David didn’t miss a beat. He called for Bathsheba’s husband, Uriah, to come back home. He was one of David’s soldiers out fighting in the battles that David himself should have been fighting. David acted interested in the battle and what was going on with the troops out in the field. After Uriah gave him a report, David released him, expecting him to go home and have sexual relations with his wife. David even sent some food with him to bless him.

But it turned out that Uriah didn’t go home. Instead, he stayed on the steps of the king’s house. The next morning, David’s men told him what Uriah had done, so David called Uriah in and asked, “Why didn’t you go home last night?”

Uriah answered, “What am I going to do—go home and have relations with my wife while my comrades are out there sleeping on the ground and putting their lives on the line in battle? I will not do it!”

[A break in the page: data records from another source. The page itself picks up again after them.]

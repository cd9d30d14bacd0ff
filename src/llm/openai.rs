//! Hosted OpenAI-compatible chat-completions backend.
//!
//! Covers inference routers that speak the `/v1/chat/completions` wire shape
//! with bearer-token auth (the Hugging Face router and friends). Selected at
//! construction time via [`LlmConfig`](crate::llm::LlmConfig).

use crate::error::Result;
use crate::llm::Generate;
use serde::{Deserialize, Serialize};
use std::time::Duration;
use tracing::instrument;

const REQUEST_TIMEOUT: Duration = Duration::from_secs(120);

/// Client for an OpenAI-compatible hosted endpoint.
pub struct OpenAiClient {
    endpoint: String,
    model: String,
    api_key: Option<String>,
    client: reqwest::Client,
}

impl std::fmt::Debug for OpenAiClient {
    fn fmt(&self, f: &mut std::fmt::Formatter<'_>) -> std::fmt::Result {
        f.debug_struct("OpenAiClient")
            .field("endpoint", &self.endpoint)
            .field("model", &self.model)
            .field("api_key", &self.api_key.as_deref().map(|_| "<redacted>"))
            .finish()
    }
}

#[derive(Serialize)]
struct CompletionRequest<'a> {
    model: &'a str,
    messages: Vec<Message<'a>>,
    max_tokens: u32,
    temperature: f32,
}

#[derive(Serialize)]
struct Message<'a> {
    role: &'a str,
    content: &'a str,
}

#[derive(Deserialize)]
struct CompletionResponse {
    choices: Vec<Choice>,
}

#[derive(Deserialize)]
struct Choice {
    message: ChoiceMessage,
}

#[derive(Deserialize)]
struct ChoiceMessage {
    content: Option<String>,
}

impl OpenAiClient {
    /// Build a client for `endpoint` (base URL, without the
    /// `/v1/chat/completions` suffix) and `model` (a hosted repo id).
    pub fn new(endpoint: &str, model: &str, api_key: Option<String>) -> Result<Self> {
        let client = reqwest::Client::builder()
            .timeout(REQUEST_TIMEOUT)
            .build()?;
        Ok(Self {
            endpoint: endpoint.trim_end_matches('/').to_string(),
            model: model.to_string(),
            api_key,
            client,
        })
    }
}

impl Generate for OpenAiClient {
    #[instrument(level = "debug", skip_all, fields(model = %self.model))]
    async fn generate_raw(
        &self,
        system: &str,
        prompt: &str,
        max_tokens: u32,
        temperature: f32,
    ) -> Result<String> {
        let body = CompletionRequest {
            model: &self.model,
            messages: vec![
                Message {
                    role: "system",
                    content: system,
                },
                Message {
                    role: "user",
                    content: prompt,
                },
            ],
            max_tokens,
            temperature,
        };

        let mut request = self
            .client
            .post(format!("{}/v1/chat/completions", self.endpoint))
            .json(&body);
        if let Some(key) = &self.api_key {
            request = request.bearer_auth(key);
        }

        let resp = request.send().await?.error_for_status()?;
        let completion: CompletionResponse = resp.json().await?;

        Ok(completion
            .choices
            .into_iter()
            .next()
            .and_then(|c| c.message.content)
            .unwrap_or_default())
    }
}

#[cfg(test)]
mod tests {
    use super::*;

    #[test]
    fn test_debug_redacts_api_key() {
        let client =
            OpenAiClient::new("https://router.example", "org/model", Some("secret".to_string()))
                .unwrap();
        let debug = format!("{client:?}");
        assert!(!debug.contains("secret"));
        assert!(debug.contains("redacted"));
    }

    #[test]
    fn test_response_parsing() {
        let json = r#"{"choices":[{"message":{"role":"assistant","content":"{\"a\":1}"}}]}"#;
        let resp: CompletionResponse = serde_json::from_str(json).unwrap();
        assert_eq!(
            resp.choices[0].message.content.as_deref(),
            Some("{\"a\":1}")
        );
    }

    #[test]
    fn test_empty_choices_yield_empty_reply() {
        let resp: CompletionResponse = serde_json::from_str(r#"{"choices":[]}"#).unwrap();
        let content = resp
            .choices
            .into_iter()
            .next()
            .and_then(|c| c.message.content)
            .unwrap_or_default();
        assert_eq!(content, "");
    }
}
use std::path::PathBuf;

use clap::Parser;

use respawn::{ConsoleSink, FileSink, LineSink, Supervisor};

/// Keep N copies of a command running, forward their output, respawn on exit.
#[derive(Parser)]
#[command(version, about)]
struct Args {
	/// Executable to run
	executable: String,

	/// Arguments to pass to the executable
	#[arg(trailing_var_arg = true, allow_hyphen_values = true)]
	arguments: Vec<String>,

	/// Number of copies to keep running
	#[arg(long, default_value_t = 1, value_parser = clap::value_parser!(u32).range(1..))]
	num: u32,

	/// Stdout logging destination (defaults to the console)
	#[arg(long)]
	outlog: Option<PathBuf>,

	/// Stderr logging destination (defaults to the console)
	#[arg(long)]
	errlog: Option<PathBuf>,
}

fn main() {
	tracing_subscriber::fmt().init();
	let args = Args::parse();

	let stdout_sink = match open_sink(args.outlog.as_deref()) {
		Ok(sink) => sink,
		Err(e) => {
			eprintln!("error: cannot open --outlog: {}", e);
			std::process::exit(1);
		}
	};
	let stderr_sink = match open_sink(args.errlog.as_deref()) {
		Ok(sink) => sink,
		Err(e) => {
			eprintln!("error: cannot open --errlog: {}", e);
			std::process::exit(1);
		}
	};

	let mut supervisor = match Supervisor::new(stdout_sink, stderr_sink) {
		Ok(sup) => sup,
		Err(e) => {
			eprintln!("error: {}", e);
			std::process::exit(1);
		}
	};

	// initial spawns are fail-fast: a bad executable path aborts startup
	for _ in 0..args.num {
		if let Err(e) = supervisor.supervise(&args.executable, &args.arguments, None) {
			eprintln!("error: {}", e);
			std::process::exit(1);
		}
	}

	if let Err(e) = supervisor.run() {
		eprintln!("error: {}", e);
		std::process::exit(1);
	}
}

fn open_sink(path: Option<&std::path::Path>) -> std::io::Result<Box<dyn LineSink>> {
	match path {
		Some(path) => Ok(Box::new(FileSink::create(path)?)),
		None => Ok(Box::new(ConsoleSink)),
	}
}
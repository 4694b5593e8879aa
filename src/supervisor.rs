//! The event loop: poll readiness, forward lines, respawn on hang-up.

use std::io;
use std::sync::atomic::{AtomicBool, Ordering};
use std::sync::Arc;

use nix::sys::signal::{sigaction, SaFlags, SigAction, SigHandler, SigSet, Signal};

use crate::error::Error;
use crate::mux::{self, Event, Multiplexer};
use crate::process::ManagedProcess;
use crate::registry::StreamRegistry;
use crate::sink::{LineSink, StreamKind};

/// Set from the signal handler; observed around the blocking poll.
static INTERRUPTED: AtomicBool = AtomicBool::new(false);

extern "C" fn on_interrupt(_signal: i32) {
	INTERRUPTED.store(true, Ordering::SeqCst);
}

/// In-process way to ask a running supervisor to shut down, equivalent to an
/// operator interrupt. Cloneable and usable from any thread.
///
/// A request does not itself wake a poll that is already blocked: it is
/// observed at the loop's next wakeup, which is the next stream event or the
/// EINTR from a real SIGINT/SIGTERM. To stop a completely quiet fleet,
/// deliver the signal; the handle is for embedders whose children produce
/// output or who combine it with one.
#[derive(Clone)]
pub struct ShutdownHandle(Arc<AtomicBool>);

impl ShutdownHandle {
	pub fn request(&self) {
		self.0.store(true, Ordering::SeqCst);
	}

	pub fn is_requested(&self) -> bool {
		self.0.load(Ordering::SeqCst)
	}
}

/// Owns the registry, the readiness multiplexer and the two log sinks, all on
/// one thread. "Concurrency" here is the interleaving of many children's I/O,
/// not threads inside the supervisor; single-thread ownership is what keeps
/// the registry consistent without locks.
pub struct Supervisor {
	registry: StreamRegistry,
	mux: Box<dyn Multiplexer>,
	stdout_sink: Box<dyn LineSink>,
	stderr_sink: Box<dyn LineSink>,
	shutdown: Arc<AtomicBool>,
	next_index: u32,
}

impl Supervisor {
	/// Build a supervisor with the platform's readiness backend. Both sinks
	/// are required up front: a process can only be created through a
	/// supervisor that already has somewhere to send its output.
	pub fn new(
		stdout_sink: Box<dyn LineSink>,
		stderr_sink: Box<dyn LineSink>,
	) -> Result<Self, Error> {
		Ok(Self::with_multiplexer(
			stdout_sink,
			stderr_sink,
			mux::platform_default().map_err(Error::Poll)?,
		))
	}

	pub fn with_multiplexer(
		stdout_sink: Box<dyn LineSink>,
		stderr_sink: Box<dyn LineSink>,
		mux: Box<dyn Multiplexer>,
	) -> Self {
		Self {
			registry: StreamRegistry::new(),
			mux,
			stdout_sink,
			stderr_sink,
			shutdown: Arc::new(AtomicBool::new(false)),
			next_index: 0,
		}
	}

	/// Spawn one replica and register it. `label` defaults to a sequential
	/// `#0`, `#1`, ... and is only ever used in log lines.
	pub fn supervise(
		&mut self,
		program: &str,
		args: &[String],
		label: Option<String>,
	) -> Result<(), Error> {
		let label = label.unwrap_or_else(|| format!("#{}", self.next_index));
		self.next_index += 1;

		let mut process = ManagedProcess::new(program, args, label);
		process.spawn()?;
		self.registry.register(process, self.mux.as_mut())
	}

	/// Number of currently registered replicas.
	pub fn process_count(&self) -> usize {
		self.registry.len()
	}

	/// Pids of the current incarnations.
	pub fn pids(&self) -> Vec<u32> {
		self.registry.pids()
	}

	pub fn shutdown_handle(&self) -> ShutdownHandle {
		ShutdownHandle(Arc::clone(&self.shutdown))
	}

	/// Block until an interrupt (SIGINT/SIGTERM or a `ShutdownHandle`
	/// request) has terminated the whole fleet. A fatal error also tears the
	/// remaining fleet down before it propagates.
	pub fn run(&mut self) -> Result<(), Error> {
		install_interrupt_handler()?;

		loop {
			match self.run_once() {
				Ok(true) => continue,
				Ok(false) => return Ok(()),
				Err(e) => {
					tracing::error!("fatal: {}", e);
					self.registry.terminate_all(self.mux.as_mut());
					return Err(e);
				}
			}
		}
	}

	/// One event-loop iteration: check for interrupt, poll, dispatch every
	/// event. Returns `false` once the fleet has been terminated.
	pub fn run_once(&mut self) -> Result<bool, Error> {
		if self.interrupted() {
			tracing::info!("interrupt, terminating all processes");
			self.registry.terminate_all(self.mux.as_mut());
			return Ok(false);
		}

		// the registry is only ever transiently empty mid-respawn; skip the
		// blocking poll rather than wait on an empty set
		if self.registry.is_empty() {
			return Ok(true);
		}

		let events = match self.mux.poll() {
			Ok(events) => events,
			// a signal landed while blocked; the flag check above handles it
			Err(e) if e.kind() == io::ErrorKind::Interrupted => return Ok(true),
			Err(e) => return Err(Error::Poll(e)),
		};

		for event in events {
			self.dispatch(event)?;
		}
		Ok(true)
	}

	fn interrupted(&self) -> bool {
		INTERRUPTED.load(Ordering::SeqCst) || self.shutdown.load(Ordering::SeqCst)
	}

	fn dispatch(&mut self, event: Event) -> Result<(), Error> {
		if let Some(pid) = self.registry.pid_for_stdout(event.fd) {
			self.handle(pid, event, StreamKind::Stdout)
		} else if let Some(pid) = self.registry.pid_for_stderr(event.fd) {
			self.handle(pid, event, StreamKind::Stderr)
		} else {
			// stale event for a descriptor deregistered earlier in this batch
			Ok(())
		}
	}

	fn handle(&mut self, pid: u32, event: Event, kind: StreamKind) -> Result<(), Error> {
		// hang-up wins over a readable bundled into the same event; the
		// pending last line is dropped and the replacement starts fresh
		if event.hangup {
			self.respawn(pid)
		} else if event.readable {
			self.forward_line(pid, kind);
			Ok(())
		} else {
			Ok(())
		}
	}

	/// Crash path: reap the dead incarnation, then spawn a replacement under
	/// the same identity and re-register it with its new pid and descriptors.
	fn respawn(&mut self, pid: u32) -> Result<(), Error> {
		let Some(mut process) = self.registry.deregister(pid, self.mux.as_mut()) else {
			return Ok(());
		};
		process.reap()?;
		tracing::info!(
			"{}: ended with code {} (PID: {}), respawn",
			process.label(),
			process.exit_code().unwrap_or(-1),
			pid
		);
		process.spawn()?;
		self.registry.register(process, self.mux.as_mut())
	}

	fn forward_line(&mut self, pid: u32, kind: StreamKind) {
		let Some(process) = self.registry.get_mut(pid) else {
			return;
		};
		match process.read_line(kind) {
			Ok(Some(line)) => {
				let sink = match kind {
					StreamKind::Stdout => &mut self.stdout_sink,
					StreamKind::Stderr => &mut self.stderr_sink,
				};
				sink.write_line(&line, kind);
			}
			Ok(None) => {}
			Err(e) => {
				tracing::warn!("{}: read error on {:?}: {}", process.label(), kind, e);
			}
		}
	}
}

/// Route SIGINT and SIGTERM to the interrupt flag. SA_RESTART stays off so
/// the blocking poll returns EINTR and the loop sees the flag promptly.
fn install_interrupt_handler() -> Result<(), Error> {
	INTERRUPTED.store(false, Ordering::SeqCst);
	let action = SigAction::new(
		SigHandler::Handler(on_interrupt),
		SaFlags::empty(),
		SigSet::empty(),
	);
	unsafe {
		sigaction(Signal::SIGINT, &action).map_err(Error::Handler)?;
		sigaction(Signal::SIGTERM, &action).map_err(Error::Handler)?;
	}
	Ok(())
}
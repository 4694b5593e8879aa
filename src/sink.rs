use std::fs::File;
use std::io::Write;
use std::path::Path;

use owo_colors::OwoColorize;

/// Which child stream a line came from.
#[derive(Clone, Copy, Debug, PartialEq, Eq)]
pub enum StreamKind {
	Stdout,
	Stderr,
}

/// A line-oriented log destination.
///
/// The supervisor hands over fully-formed lines (no trailing newline) tagged
/// with the stream they came from; what happens to them afterwards is the
/// sink's business.
pub trait LineSink: Send {
	fn write_line(&mut self, line: &str, kind: StreamKind);
}

/// Writes lines to the supervisor's own stdout/stderr. Stderr lines are
/// colored so interleaved output stays readable.
pub struct ConsoleSink;

impl LineSink for ConsoleSink {
	fn write_line(&mut self, line: &str, kind: StreamKind) {
		match kind {
			StreamKind::Stdout => println!("{}", line),
			StreamKind::Stderr => eprintln!("{}", line.red()),
		}
	}
}

/// Appends lines to a file, truncated on open.
pub struct FileSink {
	file: File,
}

impl FileSink {
	pub fn create(path: &Path) -> std::io::Result<Self> {
		Ok(Self {
			file: File::create(path)?,
		})
	}
}

impl LineSink for FileSink {
	fn write_line(&mut self, line: &str, _kind: StreamKind) {
		let _ = writeln!(self.file, "{}", line);
	}
}
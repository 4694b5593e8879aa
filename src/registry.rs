//! Bookkeeping for the live fleet: pid to process, descriptor to pid.

use std::collections::HashMap;
use std::os::fd::RawFd;

use crate::error::Error;
use crate::mux::{Interest, Multiplexer};
use crate::process::ManagedProcess;

/// Tracks every live child by pid and by stream descriptor.
///
/// A pid is present in `processes` exactly when its two descriptors are
/// present in the index maps; all three are updated together, only ever from
/// the event-loop thread. Descriptor values may be recycled by the OS after a
/// deregistration, which is why stale poll events must be checked against the
/// index maps before dispatch.
pub struct StreamRegistry {
	processes: HashMap<u32, ManagedProcess>,
	stdout_fds: HashMap<RawFd, u32>,
	stderr_fds: HashMap<RawFd, u32>,
}

impl StreamRegistry {
	pub fn new() -> Self {
		Self {
			processes: HashMap::new(),
			stdout_fds: HashMap::new(),
			stderr_fds: HashMap::new(),
		}
	}

	pub fn len(&self) -> usize {
		self.processes.len()
	}

	pub fn is_empty(&self) -> bool {
		self.processes.is_empty()
	}

	pub fn pids(&self) -> Vec<u32> {
		self.processes.keys().copied().collect()
	}

	/// Insert a spawned process into all three maps and subscribe both of its
	/// streams with the readiness facility.
	pub fn register(
		&mut self,
		process: ManagedProcess,
		mux: &mut dyn Multiplexer,
	) -> Result<(), Error> {
		let (pid, out_fd, err_fd) =
			match (process.pid(), process.stdout_fd(), process.stderr_fd()) {
				(Some(pid), Some(out_fd), Some(err_fd)) => (pid, out_fd, err_fd),
				_ => {
					return Err(Error::NotSpawned {
						label: process.label().to_string(),
					})
				}
			};

		mux.register(out_fd, Interest::READABLE | Interest::HANGUP)
			.map_err(Error::Poll)?;
		if let Err(e) = mux.register(err_fd, Interest::READABLE | Interest::HANGUP) {
			// keep maps and subscriptions in step on the error path too
			let _ = mux.unregister(out_fd);
			return Err(Error::Poll(e));
		}

		self.stdout_fds.insert(out_fd, pid);
		self.stderr_fds.insert(err_fd, pid);
		self.processes.insert(pid, process);
		Ok(())
	}

	/// Remove a process from all three maps and unsubscribe its streams,
	/// handing ownership back to the caller. The streams are still open at
	/// this point; they close when the caller respawns or drops the process.
	pub fn deregister(&mut self, pid: u32, mux: &mut dyn Multiplexer) -> Option<ManagedProcess> {
		let process = self.processes.remove(&pid)?;
		if let Some(fd) = process.stdout_fd() {
			self.stdout_fds.remove(&fd);
			let _ = mux.unregister(fd);
		}
		if let Some(fd) = process.stderr_fd() {
			self.stderr_fds.remove(&fd);
			let _ = mux.unregister(fd);
		}
		Some(process)
	}

	pub fn pid_for_stdout(&self, fd: RawFd) -> Option<u32> {
		self.stdout_fds.get(&fd).copied()
	}

	pub fn pid_for_stderr(&self, fd: RawFd) -> Option<u32> {
		self.stderr_fds.get(&fd).copied()
	}

	pub fn get_mut(&mut self, pid: u32) -> Option<&mut ManagedProcess> {
		self.processes.get_mut(&pid)
	}

	/// Terminate every registered process. Shutdown only; failures are logged
	/// and skipped so one stubborn child cannot strand the rest of the fleet.
	pub fn terminate_all(&mut self, mux: &mut dyn Multiplexer) {
		for (_, mut process) in self.processes.drain() {
			if let Some(fd) = process.stdout_fd() {
				let _ = mux.unregister(fd);
			}
			if let Some(fd) = process.stderr_fd() {
				let _ = mux.unregister(fd);
			}
			if let Err(e) = process.terminate() {
				tracing::error!("{}: failed to terminate: {}", process.label(), e);
			}
		}
		self.stdout_fds.clear();
		self.stderr_fds.clear();
	}
}

impl Default for StreamRegistry {
	fn default() -> Self {
		Self::new()
	}
}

David saw that his plan didn’t work so he had Uriah stay over some more. He had a feast and called Uriah to join him. David made Uriah drunk, thinking that surely his resolve would crack when he’s drunk and he would then sleep with his wife. However once the feast was over, Uriah decided to stay there again at the steps of David’s palace. Even though he was drunk, he refused to go home.

Sin Always Affects Others

David finally realized that he wasn’t going to be able to get Uriah and Bathsheba together, so he wrote a letter commanding his top general, Joab, to put Uriah in a place where he knew it was dangerous and then withdraw from him so that he would be killed. David even had Uriah deliver this letter to Joab himself! I’m sure the letter had some kind of seal on it for protection, but the king had seen that Uriah was a man of high standards and integrity. David probably had no doubt that the letter would be safely delivered. He sent Uriah’s death sentence by his own hand. The irony, hypocrisy, and evil of David’s plan is just amazing!

It’s incredible to think that David could stoop so low. But David didn’t do all this by himself. He had servants go out and bring Bathsheba to him. He had Joab, his general, comply with this plan. David involved other people in his sin. Many people say, “I’m not hurting anybody but myself by the things I do!” That’s just never true. Somebody else is always hurt by our sin.

Once Joab executed David’s order, he sent word back to the king. When David heard that Uriah was dead, he sent for Bathsheba and made her his wife.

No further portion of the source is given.